The takehome that I got from Watts' article was that we marketers can't just rely on our instincts. He showed how for decades we have relied on "wisdom" that wasn't really tested. Whether he's right or wrong about influencers, I think Watts makes a good point about testing our relied-upon theories.

Does anyone know of any hard data about the actual effectiveness of marketing programs targeting Influentials? I’ve read a lot about the theories behind it, which are fascinating, but haven’t come across anything quantifiable.

Perhaps marketers really are an influenceable bunch. The gatekeeper model seems to be the prevailing theory in marketing culture, but are we embracing it because it actually works or because other marketers are saying it works?

Hello, here is something I don't understand: shouldn't there be a distinction made between "Receiver-WOM" and "Sender-WOM", when discussing the role of influentials/opinion leaders?

Watts/Dodds have shown that for "viral message spread", the influential is not that, well, influential. However, there is also WOM-demand - people ask for opinions, prompt others for their advice.

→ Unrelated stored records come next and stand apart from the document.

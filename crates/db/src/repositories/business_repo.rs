//! Repository for the `businesses` table.

use sqlx::PgPool;

use crate::models::business::Business;

const COLUMNS: &str = "id, name, description, image, gmb_url";

/// Read access to businesses. Businesses are provisioned out of band.
pub struct BusinessRepo;

impl BusinessRepo {
    /// Find a business by its external identifier.
    pub async fn find_by_id(pool: &PgPool, id: &str) -> Result<Option<Business>, sqlx::Error> {
        let query = format!("SELECT {COLUMNS} FROM businesses WHERE id = $1");
        sqlx::query_as::<_, Business>(&query)
            .bind(id)
            .fetch_optional(pool)
            .await
    }

    /// Insert or replace a business.
    pub async fn upsert(pool: &PgPool, business: &Business) -> Result<Business, sqlx::Error> {
        let query = format!(
            "INSERT INTO businesses (id, name, description, image, gmb_url) \
             VALUES ($1, $2, $3, $4, $5) \
             ON CONFLICT (id) DO UPDATE SET \
                name = EXCLUDED.name, \
                description = EXCLUDED.description, \
                image = EXCLUDED.image, \
                gmb_url = EXCLUDED.gmb_url \
             RETURNING {COLUMNS}"
        );
        sqlx::query_as::<_, Business>(&query)
            .bind(&business.id)
            .bind(&business.name)
            .bind(&business.description)
            .bind(&business.image)
            .bind(&business.gmb_url)
            .fetch_one(pool)
            .await
    }
}
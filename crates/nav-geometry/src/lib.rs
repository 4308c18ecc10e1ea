//! `nav-geometry` — polyline math and indexed route lines.
//!
//! # Crate layout
//!
//! | Module   | Contents                                                        |
//! |----------|-----------------------------------------------------------------|
//! | [`math`] | pure functions: `project_onto_line`, `slice`, `length`, `bearing` |
//! | [`line`] | `RouteLine` — cumulative distances + segment R-tree             |
//!
//! Nothing in this crate holds state between calls or reads configuration;
//! every function is safe to call from the per-fix hot path.

pub mod line;
pub mod math;


pub use line::RouteLine;
pub use math::{bearing, length, point_at, project, project_onto_line, slice, Projection};
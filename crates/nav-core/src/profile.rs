//! Routing profile and avoid options shared by every routing-related crate.

use std::fmt;

use crate::{NavError, NavResult};

// ── RoutingProfile ────────────────────────────────────────────────────────────

/// The directions-provider profile used to compute a route.
#[derive(Copy, Clone, PartialEq, Eq, Hash, Debug, Default)]
#[cfg_attr(feature = "serde", derive(serde::Serialize, serde::Deserialize))]
#[cfg_attr(feature = "serde", serde(rename_all = "kebab-case"))]
pub enum RoutingProfile {
    #[default]
    Driving,
    /// Driving with live-traffic weighting.
    DrivingTraffic,
    Cycling,
    Walking,
}

impl RoutingProfile {
    /// Provider identifier, used verbatim in request URLs.
    pub fn as_str(self) -> &'static str {
        match self {
            RoutingProfile::Driving        => "driving",
            RoutingProfile::DrivingTraffic => "driving-traffic",
            RoutingProfile::Cycling        => "cycling",
            RoutingProfile::Walking        => "walking",
        }
    }

    /// `true` for motorised profiles, the only ones where fuel use applies.
    #[inline]
    pub fn burns_fuel(self) -> bool {
        matches!(self, RoutingProfile::Driving | RoutingProfile::DrivingTraffic)
    }
}

impl fmt::Display for RoutingProfile {
    fn fmt(&self, f: &mut fmt::Formatter<'_>) -> fmt::Result {
        f.write_str(self.as_str())
    }
}

impl std::str::FromStr for RoutingProfile {
    type Err = NavError;

    fn from_str(s: &str) -> NavResult<Self> {
        match s {
            "driving"         => Ok(RoutingProfile::Driving),
            "driving-traffic" => Ok(RoutingProfile::DrivingTraffic),
            "cycling"         => Ok(RoutingProfile::Cycling),
            "walking"         => Ok(RoutingProfile::Walking),
            other => Err(NavError::Parse(format!("unknown routing profile `{other}`"))),
        }
    }
}

// ── AvoidSet ──────────────────────────────────────────────────────────────────

/// One road class the traveler asked to avoid.
#[derive(Copy, Clone, PartialEq, Eq, Hash, Debug)]
pub enum Avoid {
    Toll,
    Ferry,
    Unpaved,
}

impl Avoid {
    pub const ALL: [Avoid; 3] = [Avoid::Toll, Avoid::Ferry, Avoid::Unpaved];

    pub fn as_str(self) -> &'static str {
        match self {
            Avoid::Toll    => "toll",
            Avoid::Ferry   => "ferry",
            Avoid::Unpaved => "unpaved",
        }
    }

    #[inline]
    fn bit(self) -> u8 {
        match self {
            Avoid::Toll    => 0b001,
            Avoid::Ferry   => 0b010,
            Avoid::Unpaved => 0b100,
        }
    }
}

/// A set of [`Avoid`] options, stored as a 3-bit mask.
#[derive(Copy, Clone, PartialEq, Eq, Hash, Debug, Default)]
#[cfg_attr(feature = "serde", derive(serde::Serialize, serde::Deserialize))]
pub struct AvoidSet(u8);

impl AvoidSet {
    pub const EMPTY: AvoidSet = AvoidSet(0);

    pub fn new() -> Self {
        Self::EMPTY
    }

    /// Builder-style insert.
    #[must_use]
    pub fn with(mut self, avoid: Avoid) -> Self {
        self.insert(avoid);
        self
    }

    pub fn insert(&mut self, avoid: Avoid) {
        self.0 |= avoid.bit();
    }

    pub fn remove(&mut self, avoid: Avoid) {
        self.0 &= !avoid.bit();
    }

    /// Flip one option, as a settings toggle does.
    pub fn toggle(&mut self, avoid: Avoid) {
        self.0 ^= avoid.bit();
    }

    #[inline]
    pub fn contains(self, avoid: Avoid) -> bool {
        self.0 & avoid.bit() != 0
    }

    #[inline]
    pub fn is_empty(self) -> bool {
        self.0 == 0
    }

    pub fn iter(self) -> impl Iterator<Item = Avoid> {
        Avoid::ALL.into_iter().filter(move |a| self.contains(*a))
    }
}

impl fmt::Display for AvoidSet {
    /// Comma-separated list in the provider's `exclude=` syntax.
    fn fmt(&self, f: &mut fmt::Formatter<'_>) -> fmt::Result {
        let mut first = true;
        for a in self.iter() {
            if !first {
                f.write_str(",")?;
            }
            f.write_str(a.as_str())?;
            first = false;
        }
        Ok(())
    }
}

And this, I believe, is where influentials play a more important role. They don't produce fast-spreading cascades of communication effects, but they provide highly relevant advice when prompted. Translated to the web, it's the well-linked bloggers that you find when you search for a brand and hope to get some helpful advice. So it does make sense to establish good relationships with people that have such a reputation. However, the effects only work long-term. For a quick viral effect, nothing beats being more broad and finding the influenciables.

I am missing this distinction in the debate.

I hope that marketers are influencable! I'm trying!